Many think that creative financing involves complex, convoluted and “only for the big boys” strategies. NOT SO! Creative financing simply means finding an alternative way to solve financial problems or barriers to your real estate investment goals.
I was driving my kids to school last week and counted 7 bandit signs that offered “Seller Financing”. Now rewind a few years back and those very same signs read something like: We Buy Houses or For Lease. Got me to thinking, now that traditional lending has tightened up and 401k’s are worth peanuts people are challenged to find new ways to finance and sell properties.
Ok– So you ask how are investors getting deals done?
I’ve spoken to 6 investors this week from New York, Atlanta, Tampa, Texas & New Orleans to gather intel on the numerous methods and techniques they are using to get their investments financed and sell their properties quick.
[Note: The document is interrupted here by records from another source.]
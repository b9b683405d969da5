//! Shared fixtures for integration tests.

// Not every test crate touches every fixture field
#![allow(dead_code)]

use std::sync::Arc;
use std::time::Duration;

use ip_locator::storage::pool::sqlite_memory_pool;
use tempfile::TempDir;

use ip_locator::config::Config;
use ip_locator::dedup::DedupWindow;
use ip_locator::hotcache::HotCache;
use ip_locator::localdb::DynamicCache;
use ip_locator::pipeline::Pipeline;
use ip_locator::rebuild::Rebuilder;
use ip_locator::sources::SourceManager;
use ip_locator::{run_migrations, Location, Store};

pub struct Harness {
    pub store: Store,
    pub chain: Arc<DynamicCache>,
    pub sources: Arc<SourceManager>,
    pub rebuilder: Arc<Rebuilder>,
    pub pipeline: Arc<Pipeline>,
    pub config: Arc<Config>,
    pub data_dir: TempDir,
}

/// Builds a fully wired serving core over an in-memory database and a
/// temp index directory.
pub async fn harness(config: Config) -> Harness {
    let pool = sqlite_memory_pool()
        .await
        .expect("test pool");
    run_migrations(&pool).await.expect("migrations");
    let store = Store::new(pool);

    let chain = Arc::new(DynamicCache::new());
    let data_dir = TempDir::new().expect("index dir");
    let rebuilder = Arc::new(Rebuilder::new(
        store.clone(),
        data_dir.path().to_path_buf(),
        None,
        None,
        Arc::clone(&chain),
    ));
    let sources = Arc::new(SourceManager::new());
    let config = Arc::new(config);

    let hot_cache = config
        .cache_enabled
        .then(|| Arc::new(HotCache::new(Duration::from_secs(config.cache_ttl_s))));
    let dedup = config.dedup_enabled.then(|| {
        Arc::new(DedupWindow::new(
            config.dedup_bitmap_bits,
            config.dedup_hash_functions,
            config.dedup_ttl_s,
        ))
    });

    let pipeline = Arc::new(Pipeline::new(
        store.clone(),
        Arc::clone(&chain),
        Arc::clone(&sources),
        Arc::clone(&rebuilder),
        hot_cache,
        dedup,
        Arc::clone(&config),
    ));

    Harness {
        store,
        chain,
        sources,
        rebuilder,
        pipeline,
        config,
        data_dir,
    }
}

pub fn full_location() -> Location {
    Location {
        country: "中国".into(),
        region: "华东".into(),
        province: "江苏".into(),
        city: "南京".into(),
        isp: "电信".into(),
    }
}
Sources of Creative Financing & Funding
- Other Investors
- Hard Money Lenders
- Relatives & Friends
- Collateral From Other Properties
- The Property Equity
- Seller Financing
- Options & Leases
- Existing Mortgages or Wrap Mortgages
- First Time Home Buyer Programs
- Rehab Contractors
- Government Grants
- Private or Special Project Grants
- Local Government Down-Payment Assistance & Loan programs
- 401K Borrowing
- Credit Card Checks
- Transactional Funding
There are a few others but 20 different Creative Financing ideas is plenty to work with. Some are self explanatory and some will have you scratching your head.
For example, how would you use a Realtor in a creative financing situation? Well, if this person is part of your team and you’ve done business with them before you make ask them to lower their commission fee so you can offer a better sale or snag a lower purchase price. They can also get you in touch with another investor that you can partner with.
Can’t wrap your hands around “Renters”? Well if your buying property with existing renters or an apartment complex, you can use their “deposits” and “rent payments” as credits in your HUD settlement statement. Doing so results in you having to come up with less out of pocket at closing.
How about this, you also approach current or potential renters with the offer to purchase or lease to own and use their “down payment or lease option fee” towards your purchase price or closing costs.
Creative financing is out there. Where there is a will ….a way is shortly to follow.